**Stored records**

+--

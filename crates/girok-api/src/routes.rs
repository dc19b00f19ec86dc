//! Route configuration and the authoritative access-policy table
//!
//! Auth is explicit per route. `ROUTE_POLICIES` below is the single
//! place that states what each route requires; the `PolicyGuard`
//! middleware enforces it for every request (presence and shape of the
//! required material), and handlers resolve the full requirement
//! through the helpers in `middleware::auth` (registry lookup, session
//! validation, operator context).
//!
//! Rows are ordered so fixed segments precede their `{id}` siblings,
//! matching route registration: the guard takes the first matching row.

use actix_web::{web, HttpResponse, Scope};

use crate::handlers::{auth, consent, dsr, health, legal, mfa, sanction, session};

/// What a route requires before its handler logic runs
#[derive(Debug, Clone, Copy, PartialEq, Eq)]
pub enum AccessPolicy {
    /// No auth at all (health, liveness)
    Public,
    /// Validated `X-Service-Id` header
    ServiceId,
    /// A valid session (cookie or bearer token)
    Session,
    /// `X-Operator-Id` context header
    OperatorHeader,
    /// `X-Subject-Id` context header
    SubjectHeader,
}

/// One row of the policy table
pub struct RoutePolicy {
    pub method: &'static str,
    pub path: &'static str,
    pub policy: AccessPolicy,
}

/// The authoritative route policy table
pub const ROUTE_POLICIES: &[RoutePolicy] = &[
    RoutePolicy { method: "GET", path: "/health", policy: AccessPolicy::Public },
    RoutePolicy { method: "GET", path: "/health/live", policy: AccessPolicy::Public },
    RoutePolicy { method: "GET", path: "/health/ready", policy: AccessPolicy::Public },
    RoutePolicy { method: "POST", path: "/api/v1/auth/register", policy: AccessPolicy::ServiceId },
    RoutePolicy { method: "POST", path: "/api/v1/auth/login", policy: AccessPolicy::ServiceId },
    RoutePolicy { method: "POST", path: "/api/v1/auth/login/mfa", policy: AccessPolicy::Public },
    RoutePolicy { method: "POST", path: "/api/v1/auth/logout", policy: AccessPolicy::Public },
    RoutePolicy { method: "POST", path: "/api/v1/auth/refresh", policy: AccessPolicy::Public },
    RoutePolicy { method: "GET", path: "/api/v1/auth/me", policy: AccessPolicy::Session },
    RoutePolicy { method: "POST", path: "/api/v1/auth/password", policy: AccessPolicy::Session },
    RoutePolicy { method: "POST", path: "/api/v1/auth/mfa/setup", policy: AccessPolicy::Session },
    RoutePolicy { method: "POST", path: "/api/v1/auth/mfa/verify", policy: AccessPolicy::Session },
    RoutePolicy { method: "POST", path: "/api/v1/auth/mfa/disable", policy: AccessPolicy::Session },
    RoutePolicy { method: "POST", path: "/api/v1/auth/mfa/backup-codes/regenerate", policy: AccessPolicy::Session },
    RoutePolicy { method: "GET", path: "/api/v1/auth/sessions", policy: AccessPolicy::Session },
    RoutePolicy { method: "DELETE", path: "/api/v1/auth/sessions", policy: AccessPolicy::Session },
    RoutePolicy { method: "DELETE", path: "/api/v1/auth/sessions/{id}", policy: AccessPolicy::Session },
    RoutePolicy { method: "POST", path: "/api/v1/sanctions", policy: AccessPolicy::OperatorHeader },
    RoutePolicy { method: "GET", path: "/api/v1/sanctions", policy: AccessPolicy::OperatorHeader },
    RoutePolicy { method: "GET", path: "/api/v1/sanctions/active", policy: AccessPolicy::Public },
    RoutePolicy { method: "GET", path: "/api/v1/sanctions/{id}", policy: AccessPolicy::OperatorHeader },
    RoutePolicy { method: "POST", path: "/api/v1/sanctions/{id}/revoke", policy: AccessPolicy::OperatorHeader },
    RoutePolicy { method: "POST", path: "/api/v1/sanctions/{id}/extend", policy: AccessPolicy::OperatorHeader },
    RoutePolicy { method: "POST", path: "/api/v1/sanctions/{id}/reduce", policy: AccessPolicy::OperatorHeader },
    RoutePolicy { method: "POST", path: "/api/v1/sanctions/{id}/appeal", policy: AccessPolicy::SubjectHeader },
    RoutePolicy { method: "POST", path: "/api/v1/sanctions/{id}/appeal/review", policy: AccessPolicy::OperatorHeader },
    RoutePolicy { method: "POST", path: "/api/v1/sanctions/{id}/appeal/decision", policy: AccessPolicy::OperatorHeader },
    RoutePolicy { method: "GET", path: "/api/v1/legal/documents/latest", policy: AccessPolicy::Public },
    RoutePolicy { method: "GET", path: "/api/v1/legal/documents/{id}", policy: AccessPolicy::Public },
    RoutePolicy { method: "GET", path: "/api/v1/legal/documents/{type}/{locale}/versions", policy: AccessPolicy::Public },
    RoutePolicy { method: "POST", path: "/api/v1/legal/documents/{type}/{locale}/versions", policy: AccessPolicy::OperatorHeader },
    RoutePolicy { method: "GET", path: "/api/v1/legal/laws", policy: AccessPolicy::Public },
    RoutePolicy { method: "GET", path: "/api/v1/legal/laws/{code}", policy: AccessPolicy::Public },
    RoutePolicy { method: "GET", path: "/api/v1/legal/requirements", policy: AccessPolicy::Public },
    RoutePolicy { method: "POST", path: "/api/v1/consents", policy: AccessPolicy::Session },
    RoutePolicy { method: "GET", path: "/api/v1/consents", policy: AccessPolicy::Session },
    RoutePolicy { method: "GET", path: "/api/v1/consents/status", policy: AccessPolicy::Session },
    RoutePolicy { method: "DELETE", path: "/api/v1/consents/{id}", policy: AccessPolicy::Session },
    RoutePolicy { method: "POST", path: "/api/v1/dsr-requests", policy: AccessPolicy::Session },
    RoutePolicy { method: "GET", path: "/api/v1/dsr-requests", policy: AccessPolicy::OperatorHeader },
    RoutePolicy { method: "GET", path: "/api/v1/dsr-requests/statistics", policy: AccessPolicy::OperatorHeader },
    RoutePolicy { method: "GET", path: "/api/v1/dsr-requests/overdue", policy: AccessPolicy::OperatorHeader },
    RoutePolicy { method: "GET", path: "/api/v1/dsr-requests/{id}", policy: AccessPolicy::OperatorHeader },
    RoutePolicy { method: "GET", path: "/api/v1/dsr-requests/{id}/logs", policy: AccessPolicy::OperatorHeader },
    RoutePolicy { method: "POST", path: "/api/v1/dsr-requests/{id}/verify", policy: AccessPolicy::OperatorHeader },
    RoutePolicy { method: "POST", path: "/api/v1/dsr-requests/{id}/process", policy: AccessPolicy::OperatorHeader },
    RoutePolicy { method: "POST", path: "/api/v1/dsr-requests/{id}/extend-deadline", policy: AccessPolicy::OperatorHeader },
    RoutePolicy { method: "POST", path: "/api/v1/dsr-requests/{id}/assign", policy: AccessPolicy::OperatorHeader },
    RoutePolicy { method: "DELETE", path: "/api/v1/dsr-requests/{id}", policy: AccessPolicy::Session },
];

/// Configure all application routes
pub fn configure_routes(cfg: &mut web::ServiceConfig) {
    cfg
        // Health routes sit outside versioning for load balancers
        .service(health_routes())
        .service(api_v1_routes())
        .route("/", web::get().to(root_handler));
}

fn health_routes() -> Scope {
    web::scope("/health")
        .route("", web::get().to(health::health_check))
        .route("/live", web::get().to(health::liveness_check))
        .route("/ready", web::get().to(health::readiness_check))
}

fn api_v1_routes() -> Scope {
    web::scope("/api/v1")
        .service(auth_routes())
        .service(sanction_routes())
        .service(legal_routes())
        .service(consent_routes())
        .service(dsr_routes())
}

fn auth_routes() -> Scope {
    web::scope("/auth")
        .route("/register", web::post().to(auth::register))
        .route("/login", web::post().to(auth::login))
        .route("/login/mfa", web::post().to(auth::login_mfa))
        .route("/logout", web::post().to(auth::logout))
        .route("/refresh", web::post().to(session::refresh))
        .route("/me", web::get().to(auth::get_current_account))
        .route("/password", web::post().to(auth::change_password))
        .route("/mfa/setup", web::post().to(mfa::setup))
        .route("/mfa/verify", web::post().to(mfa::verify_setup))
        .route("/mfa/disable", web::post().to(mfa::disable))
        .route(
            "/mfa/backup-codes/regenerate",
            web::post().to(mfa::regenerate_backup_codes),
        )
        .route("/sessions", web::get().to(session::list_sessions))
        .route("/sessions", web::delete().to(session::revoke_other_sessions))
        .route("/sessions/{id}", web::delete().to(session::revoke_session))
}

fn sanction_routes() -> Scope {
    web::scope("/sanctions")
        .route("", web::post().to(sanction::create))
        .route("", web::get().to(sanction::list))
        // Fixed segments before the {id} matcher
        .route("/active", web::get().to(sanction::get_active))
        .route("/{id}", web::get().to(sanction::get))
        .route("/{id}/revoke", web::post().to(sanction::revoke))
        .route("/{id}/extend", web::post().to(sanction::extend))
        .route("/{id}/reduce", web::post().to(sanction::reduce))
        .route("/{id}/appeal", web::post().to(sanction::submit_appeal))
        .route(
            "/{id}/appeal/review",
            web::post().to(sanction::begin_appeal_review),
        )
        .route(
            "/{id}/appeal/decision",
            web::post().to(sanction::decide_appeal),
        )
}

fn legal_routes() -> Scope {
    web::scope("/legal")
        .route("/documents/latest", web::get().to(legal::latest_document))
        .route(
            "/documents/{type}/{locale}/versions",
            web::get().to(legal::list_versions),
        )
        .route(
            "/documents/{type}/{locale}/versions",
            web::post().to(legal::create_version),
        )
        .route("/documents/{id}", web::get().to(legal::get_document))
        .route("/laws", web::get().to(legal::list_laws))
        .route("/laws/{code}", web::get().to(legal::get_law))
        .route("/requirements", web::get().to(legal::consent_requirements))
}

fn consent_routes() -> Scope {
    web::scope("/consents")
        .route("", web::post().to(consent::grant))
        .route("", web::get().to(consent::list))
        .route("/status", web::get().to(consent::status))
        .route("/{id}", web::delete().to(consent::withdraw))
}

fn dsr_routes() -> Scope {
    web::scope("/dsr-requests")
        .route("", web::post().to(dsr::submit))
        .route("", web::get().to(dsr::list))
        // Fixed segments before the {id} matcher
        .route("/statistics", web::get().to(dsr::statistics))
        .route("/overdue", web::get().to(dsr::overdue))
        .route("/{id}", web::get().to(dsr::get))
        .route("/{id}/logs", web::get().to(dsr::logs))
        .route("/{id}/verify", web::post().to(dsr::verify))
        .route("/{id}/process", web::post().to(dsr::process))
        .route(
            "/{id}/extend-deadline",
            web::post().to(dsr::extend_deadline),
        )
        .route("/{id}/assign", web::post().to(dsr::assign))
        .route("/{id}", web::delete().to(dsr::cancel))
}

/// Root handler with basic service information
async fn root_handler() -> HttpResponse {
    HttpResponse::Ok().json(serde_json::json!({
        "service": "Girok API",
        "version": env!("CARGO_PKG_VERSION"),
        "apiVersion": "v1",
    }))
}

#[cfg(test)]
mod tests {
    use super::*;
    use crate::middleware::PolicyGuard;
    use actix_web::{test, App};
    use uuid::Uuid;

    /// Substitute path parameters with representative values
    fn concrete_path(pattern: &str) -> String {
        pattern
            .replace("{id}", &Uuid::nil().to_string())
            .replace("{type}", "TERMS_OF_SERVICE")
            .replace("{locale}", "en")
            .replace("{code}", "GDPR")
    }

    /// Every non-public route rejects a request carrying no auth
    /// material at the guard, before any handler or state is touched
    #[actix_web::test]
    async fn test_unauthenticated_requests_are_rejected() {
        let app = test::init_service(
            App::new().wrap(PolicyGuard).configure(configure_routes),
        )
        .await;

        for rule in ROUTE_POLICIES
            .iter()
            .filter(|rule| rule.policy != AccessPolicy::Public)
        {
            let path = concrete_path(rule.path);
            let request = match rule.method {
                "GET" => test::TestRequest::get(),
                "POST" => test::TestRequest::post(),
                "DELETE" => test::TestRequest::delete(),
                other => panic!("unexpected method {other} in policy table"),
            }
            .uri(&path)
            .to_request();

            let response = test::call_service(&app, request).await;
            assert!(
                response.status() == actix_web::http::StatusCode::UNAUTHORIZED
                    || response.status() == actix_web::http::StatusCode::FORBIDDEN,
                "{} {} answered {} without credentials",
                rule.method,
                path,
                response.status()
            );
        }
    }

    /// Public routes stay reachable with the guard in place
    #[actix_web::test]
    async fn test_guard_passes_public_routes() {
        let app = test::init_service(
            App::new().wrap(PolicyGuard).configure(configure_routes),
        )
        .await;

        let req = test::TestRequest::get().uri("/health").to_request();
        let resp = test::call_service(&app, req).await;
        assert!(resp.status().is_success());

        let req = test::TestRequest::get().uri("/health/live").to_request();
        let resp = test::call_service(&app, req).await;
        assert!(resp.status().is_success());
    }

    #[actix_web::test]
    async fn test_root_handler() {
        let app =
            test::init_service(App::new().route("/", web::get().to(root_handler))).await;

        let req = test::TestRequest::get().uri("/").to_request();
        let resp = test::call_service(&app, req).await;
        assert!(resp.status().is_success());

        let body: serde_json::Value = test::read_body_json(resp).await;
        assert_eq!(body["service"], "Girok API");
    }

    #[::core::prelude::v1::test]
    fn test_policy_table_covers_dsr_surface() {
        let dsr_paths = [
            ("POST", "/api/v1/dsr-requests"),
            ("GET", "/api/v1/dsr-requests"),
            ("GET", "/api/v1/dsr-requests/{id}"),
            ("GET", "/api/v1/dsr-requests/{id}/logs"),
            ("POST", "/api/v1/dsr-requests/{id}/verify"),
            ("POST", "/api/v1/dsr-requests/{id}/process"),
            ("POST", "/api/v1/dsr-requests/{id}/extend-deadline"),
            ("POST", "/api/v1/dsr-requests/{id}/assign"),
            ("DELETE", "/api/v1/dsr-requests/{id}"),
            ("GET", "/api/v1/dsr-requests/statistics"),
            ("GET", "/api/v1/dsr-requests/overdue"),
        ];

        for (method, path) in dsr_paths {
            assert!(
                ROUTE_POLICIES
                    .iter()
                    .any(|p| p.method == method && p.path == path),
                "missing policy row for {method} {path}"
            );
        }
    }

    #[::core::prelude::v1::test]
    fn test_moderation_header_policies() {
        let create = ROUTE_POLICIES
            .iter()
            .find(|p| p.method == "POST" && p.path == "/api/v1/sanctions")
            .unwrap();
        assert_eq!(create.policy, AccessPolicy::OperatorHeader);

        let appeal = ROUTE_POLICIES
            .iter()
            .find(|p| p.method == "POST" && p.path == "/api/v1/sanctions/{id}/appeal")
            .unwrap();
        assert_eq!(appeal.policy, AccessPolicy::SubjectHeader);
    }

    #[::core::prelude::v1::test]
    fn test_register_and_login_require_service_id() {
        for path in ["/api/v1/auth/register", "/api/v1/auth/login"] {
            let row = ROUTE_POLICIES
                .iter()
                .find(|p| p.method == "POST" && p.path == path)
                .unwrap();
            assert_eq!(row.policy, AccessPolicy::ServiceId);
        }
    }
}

+--

**Required work**
Take every line above that includes "latest" and list it.

**Problem solution**
    RoutePolicy { method: "GET", path: "/api/v1/legal/documents/latest", policy: AccessPolicy::Public },
        .route("/documents/latest", web::get().to(legal::latest_document))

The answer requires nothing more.